Go through the records line by line from the top and repeat each one exactly, ending with the line that contains "for media transcoders".

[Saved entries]
☆ ☆ ☆

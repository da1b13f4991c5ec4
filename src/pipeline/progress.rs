use crate::errors::PipelineStage;

/// Receives advisory stage notifications from the orchestrator.
///
/// Notifications carry no contract beyond "stage has started/finished".
pub trait ProgressReporter: Send + Sync {
    fn stage_started(&self, _stage: PipelineStage) {}

    fn stage_finished(&self, _stage: PipelineStage) {}
}

/// Reporter that ignores every notification
#[derive(Debug, Default, Clone, Copy)]
pub struct NoProgress;

impl ProgressReporter for NoProgress {}
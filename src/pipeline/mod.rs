/*!
 * End-to-end captioning jobs.
 *
 * - `job`: job state machine and its private workspace
 * - `orchestrator`: runs a job through extraction, recognition, cue
 *   building, burn-in and packaging
 * - `progress`: advisory stage notifications
 */

pub use self::job::{CaptionSet, Job, JobPaths, JobState};
pub use self::orchestrator::{JobOutcome, Orchestrator, PipelineSettings, PublishedArtifacts};
pub use self::progress::{NoProgress, ProgressReporter};

pub mod job;
pub mod orchestrator;
pub mod progress;
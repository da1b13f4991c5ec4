/*!
 * Media transcoding collaborators.
 *
 * - `ffmpeg`: transcoder running the ffmpeg binary
 * - `mock`: scripted transcoder for tests
 */

use async_trait::async_trait;
use std::fmt::Debug;
use std::path::Path;

use crate::errors::CaptionError;

pub use self::ffmpeg::FfmpegTranscoder;

pub mod ffmpeg;
pub mod mock;

/// Sample rate of the audio handed to the recognition engine
pub const RECOGNITION_SAMPLE_RATE: u32 = 16_000;

/// Common trait for media transcoders
#[async_trait]
pub trait Transcoder: Send + Sync + Debug {
    /// Check that the transcoder can be launched
    async fn check_available(&self) -> Result<(), CaptionError>;

    /// Write the video's audio track to `audio_out` as mono 16 kHz signed
    /// 16-bit PCM WAV, overwriting any existing file
    async fn extract_audio(&self, video: &Path, audio_out: &Path) -> Result<(), CaptionError>;

    /// Burn the SRT captions into the video's picture track, remux the
    /// extracted audio, and write the result to `output` (overwriting)
    async fn burn_subtitles(
        &self,
        video: &Path,
        audio: &Path,
        srt_path: &Path,
        output: &Path,
    ) -> Result<(), CaptionError>;
}
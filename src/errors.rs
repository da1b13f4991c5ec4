/*!
 * Error types for the autocaption pipeline.
 *
 * Every failure a job can hit is a `CaptionError`. The orchestrator tags
 * it with the `PipelineStage` it came from, producing a `JobFailure` that
 * carries the single user-facing message for the run.
 */

use std::fmt;
use std::path::PathBuf;

use thiserror::Error;

/// Errors raised by the caption pipeline and its collaborators
#[derive(Error, Debug)]
pub enum CaptionError {
    /// Task selector is neither transcribe nor translate
    #[error("Unsupported task '{0}', expected 'transcribe' or 'translate'")]
    InvalidTask(String),

    /// Input video does not exist or cannot be read
    #[error("Input file not found or unreadable: {}", .0.display())]
    InputNotFound(PathBuf),

    /// Input has a container extension we do not accept
    #[error("Unsupported input container: {}", .0.display())]
    UnsupportedInput(PathBuf),

    /// Recognition engine or transcoder binary cannot be launched
    #[error("External tool unavailable: {tool} ({message})")]
    EngineUnavailable {
        /// Binary name or path
        tool: String,
        /// Launch error
        message: String,
    },

    /// Audio could not be extracted from the input
    #[error("Audio extraction failed: {0}")]
    Extraction(String),

    /// Recognition engine crashed or produced unusable output
    #[error("Speech recognition failed: {0}")]
    Recognition(String),

    /// Caption format name is neither vtt nor srt
    #[error("Unsupported caption format: {0}")]
    UnsupportedFormat(String),

    /// Burning captions into the video failed
    #[error("Rendering captioned video failed: {0}")]
    Render(String),

    /// Archive could not be produced
    #[error("Packaging failed: {0}")]
    Packaging(String),

    /// Filesystem error while handling job artifacts
    #[error("File error: {0}")]
    Io(#[from] std::io::Error),
}

/// Pipeline stage a failure is attributed to
#[derive(Debug, Clone, Copy, PartialEq, Eq, Hash)]
pub enum PipelineStage {
    /// Submission checks, before any external call
    Submission,
    Extraction,
    Recognition,
    CueBuilding,
    Render,
    Packaging,
}

impl PipelineStage {
    /// Label used in logs and user messages
    pub fn label(self) -> &'static str {
        match self {
            Self::Submission => "submission",
            Self::Extraction => "extraction",
            Self::Recognition => "recognition",
            Self::CueBuilding => "cue building",
            Self::Render => "render",
            Self::Packaging => "packaging",
        }
    }

    // @returns: Generic remediation hint shown with a failure
    fn hint(self) -> &'static str {
        match self {
            Self::Submission => "check the input file and task selection, then try again",
            Self::Extraction => "the input could not be read as video; try another file or container",
            Self::Recognition => "check that the recognition engine and its model are installed",
            Self::CueBuilding => "this is an internal error; please report it",
            Self::Render => "the captions are still available; check the ffmpeg installation",
            Self::Packaging => "the captions are still available; check free disk space",
        }
    }
}

impl fmt::Display for PipelineStage {
    fn fmt(&self, f: &mut fmt::Formatter<'_>) -> fmt::Result {
        f.write_str(self.label())
    }
}

/// A stage failure as reported to the caller
#[derive(Error, Debug)]
#[error("{stage} stage failed: {error}")]
pub struct JobFailure {
    /// Stage that failed
    pub stage: PipelineStage,
    /// Underlying cause
    #[source]
    pub error: CaptionError,
}

impl JobFailure {
    pub fn new(stage: PipelineStage, error: CaptionError) -> Self {
        Self { stage, error }
    }

    /// Single user-visible message naming the stage and a remediation hint
    pub fn user_message(&self) -> String {
        format!(
            "The {} stage failed: {}. Hint: {}.",
            self.stage.label(),
            self.error,
            self.stage.hint()
        )
    }
}

/// Tag errors with the stage they happened in
pub trait StageContext<T> {
    fn at_stage(self, stage: PipelineStage) -> Result<T, JobFailure>;
}

impl<T> StageContext<T> for Result<T, CaptionError> {
    fn at_stage(self, stage: PipelineStage) -> Result<T, JobFailure> {
        self.map_err(|error| JobFailure::new(stage, error))
    }
}
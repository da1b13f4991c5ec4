// @module: Greedy word wrapping for caption lines

/// Break `text` into display lines no wider than `max_width` characters.
///
/// Words are packed greedily in their original order. A word longer than
/// `max_width` gets a line of its own and is never split. A width of zero
/// disables wrapping: the whitespace-normalized text comes back as one line.
/// Empty or whitespace-only text yields no lines.
pub fn wrap_text(text: &str, max_width: usize) -> Vec<String> {
    let mut words = text.split_whitespace();

    let Some(first) = words.next() else {
        return Vec::new();
    };

    if max_width == 0 {
        let mut line = first.to_string();
        for word in words {
            line.push(' ');
            line.push_str(word);
        }
        return vec![line];
    }

    let mut lines = Vec::new();
    let mut current = first.to_string();
    let mut current_len = first.chars().count();

    for word in words {
        let word_len = word.chars().count();
        if current_len + 1 + word_len <= max_width {
            current.push(' ');
            current.push_str(word);
            current_len += 1 + word_len;
        } else {
            lines.push(std::mem::take(&mut current));
            current.push_str(word);
            current_len = word_len;
        }
    }

    lines.push(current);
    lines
}

/// Same as [`wrap_text`] for callers holding a signed width; `<= 0` means no wrapping.
pub fn wrap_text_signed(text: &str, max_width: i64) -> Vec<String> {
    let width = usize::try_from(max_width).unwrap_or(0);
    wrap_text(text, width)
}
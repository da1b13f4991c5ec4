/*!
 * VTT and SRT rendering of recognition segments.
 *
 * Each segment becomes exactly one cue. The cue text is wrapped with
 * [`wrap_text`] and the timestamps use the separator of the target format.
 * Rendering is pure: the same segments and width always give the same bytes.
 */

use std::fmt::{self, Write};
use std::str::FromStr;

use crate::captions::transcript::Segment;
use crate::captions::wrap::wrap_text;
use crate::errors::CaptionError;

/// Separator between the start and end time of a cue
const TIMING_ARROW: &str = "-->";

/// Timed-text document format
#[derive(Debug, Clone, Copy, PartialEq, Eq, Hash)]
pub enum CaptionFormat {
    /// WebVTT
    Vtt,
    /// SubRip
    Srt,
}

impl CaptionFormat {
    /// File extension without the dot
    pub fn extension(self) -> &'static str {
        match self {
            Self::Vtt => "vtt",
            Self::Srt => "srt",
        }
    }

    // @returns: Separator between seconds and milliseconds
    fn millis_separator(self) -> char {
        match self {
            Self::Vtt => '.',
            Self::Srt => ',',
        }
    }
}

impl fmt::Display for CaptionFormat {
    fn fmt(&self, f: &mut fmt::Formatter<'_>) -> fmt::Result {
        f.write_str(self.extension())
    }
}

impl FromStr for CaptionFormat {
    type Err = CaptionError;

    fn from_str(s: &str) -> Result<Self, Self::Err> {
        match s.trim().to_lowercase().as_str() {
            "vtt" => Ok(Self::Vtt),
            "srt" => Ok(Self::Srt),
            _ => Err(CaptionError::UnsupportedFormat(s.to_string())),
        }
    }
}

/// One timed, line-wrapped caption unit
#[derive(Debug, Clone, PartialEq)]
pub struct Cue {
    pub start: f64,
    pub end: f64,
    pub lines: Vec<String>,
}

// @escapes: Timing arrows in cue text, until none remain
fn escape_arrows(text: &str) -> String {
    let mut escaped = text.to_string();
    while escaped.contains(TIMING_ARROW) {
        escaped = escaped.replace(TIMING_ARROW, "->");
    }
    escaped
}

impl Cue {
    /// Build the cue for a segment by wrapping its text
    ///
    /// `-->` inside the text becomes `->` so no text line reads as a timing line.
    pub fn from_segment(segment: &Segment, max_width: usize) -> Self {
        Cue {
            start: segment.start,
            end: segment.end,
            lines: wrap_text(&escape_arrows(&segment.text), max_width),
        }
    }

    /// Cue body: wrapped lines joined by line breaks
    pub fn body(&self) -> String {
        self.lines.join("\n")
    }

    // @writes: Timing line and body, terminated by a newline
    fn write_to(&self, out: &mut String, format: CaptionFormat) {
        let _ = writeln!(
            out,
            "{} --> {}",
            format_timestamp(self.start, format),
            format_timestamp(self.end, format)
        );
        for line in &self.lines {
            out.push_str(line);
            out.push('\n');
        }
    }
}

/// Serialized caption document
#[derive(Debug, Clone, PartialEq, Eq)]
pub struct TimedTextDocument {
    format: CaptionFormat,
    body: String,
}

impl TimedTextDocument {
    pub fn format(&self) -> CaptionFormat {
        self.format
    }

    pub fn body(&self) -> &str {
        &self.body
    }
}

impl fmt::Display for TimedTextDocument {
    fn fmt(&self, f: &mut fmt::Formatter<'_>) -> fmt::Result {
        f.write_str(&self.body)
    }
}

/// Format a time in seconds as `HH:MM:SS.mmm` (VTT) or `HH:MM:SS,mmm` (SRT).
///
/// Rounds to the nearest millisecond. Hours are not capped at 24. Negative
/// or non-finite times render as zero.
pub fn format_timestamp(seconds: f64, format: CaptionFormat) -> String {
    let total_ms = if seconds.is_finite() && seconds > 0.0 {
        (seconds * 1000.0).round() as u64
    } else {
        0
    };

    let hours = total_ms / 3_600_000;
    let minutes = (total_ms % 3_600_000) / 60_000;
    let secs = (total_ms % 60_000) / 1_000;
    let millis = total_ms % 1_000;

    format!(
        "{:02}:{:02}:{:02}{}{:03}",
        hours,
        minutes,
        secs,
        format.millis_separator(),
        millis
    )
}

/// Render segments into a caption document of the given format
pub fn format_segments(segments: &[Segment], format: CaptionFormat, max_width: usize) -> TimedTextDocument {
    let mut body = String::new();

    if format == CaptionFormat::Vtt {
        body.push_str("WEBVTT\n");
    }

    for (index, segment) in segments.iter().enumerate() {
        let cue = Cue::from_segment(segment, max_width);

        // Blank line after the VTT header and between cues
        if index > 0 || format == CaptionFormat::Vtt {
            body.push('\n');
        }
        if format == CaptionFormat::Srt {
            let _ = writeln!(body, "{}", index + 1);
        }
        cue.write_to(&mut body, format);
    }

    TimedTextDocument { format, body }
}

/// Render segments into the format named by `format_name` ("vtt" or "srt")
pub fn format_segments_named(
    segments: &[Segment],
    format_name: &str,
    max_width: usize,
) -> Result<TimedTextDocument, CaptionError> {
    let format = format_name.parse::<CaptionFormat>()?;
    Ok(format_segments(segments, format, max_width))
}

☆ ☆ ☆

> _Reply to the task_:
repository da1b13f4991c5ec4
filename src/pipeline/progress.rs
use crate::errors::PipelineStage;

/// Receives advisory stage notifications from the orchestrator.
///
/// Notifications carry no contract beyond "stage has started/finished".
pub trait ProgressReporter: Send + Sync {
    fn stage_started(&self, _stage: PipelineStage) {}

    fn stage_finished(&self, _stage: PipelineStage) {}
}

/// Reporter that ignores every notification
#[derive(Debug, Default, Clone, Copy)]
pub struct NoProgress;

impl ProgressReporter for NoProgress {}
filename src/pipeline/mod.rs
/*!
 * End-to-end captioning jobs.
 *
 * - `job`: job state machine and its private workspace
 * - `orchestrator`: runs a job through extraction, recognition, cue
 *   building, burn-in and packaging
 * - `progress`: advisory stage notifications
 */

pub use self::job::{CaptionSet, Job, JobPaths, JobState};
pub use self::orchestrator::{JobOutcome, Orchestrator, PipelineSettings, PublishedArtifacts};
pub use self::progress::{NoProgress, ProgressReporter};

pub mod job;
pub mod orchestrator;
pub mod progress;
repository da1b13f4991c5ec4
/*!
 * Media transcoding collaborators.
 *
 * - `ffmpeg`: transcoder running the ffmpeg binary
 * - `mock`: scripted transcoder for tests
 */

use async_trait::async_trait;
use std::fmt::Debug;
use std::path::Path;

use crate::errors::CaptionError;

pub use self::ffmpeg::FfmpegTranscoder;

pub mod ffmpeg;
pub mod mock;

/// Sample rate of the audio handed to the recognition engine
pub const RECOGNITION_SAMPLE_RATE: u32 = 16_000;

/// Common trait for media transcoders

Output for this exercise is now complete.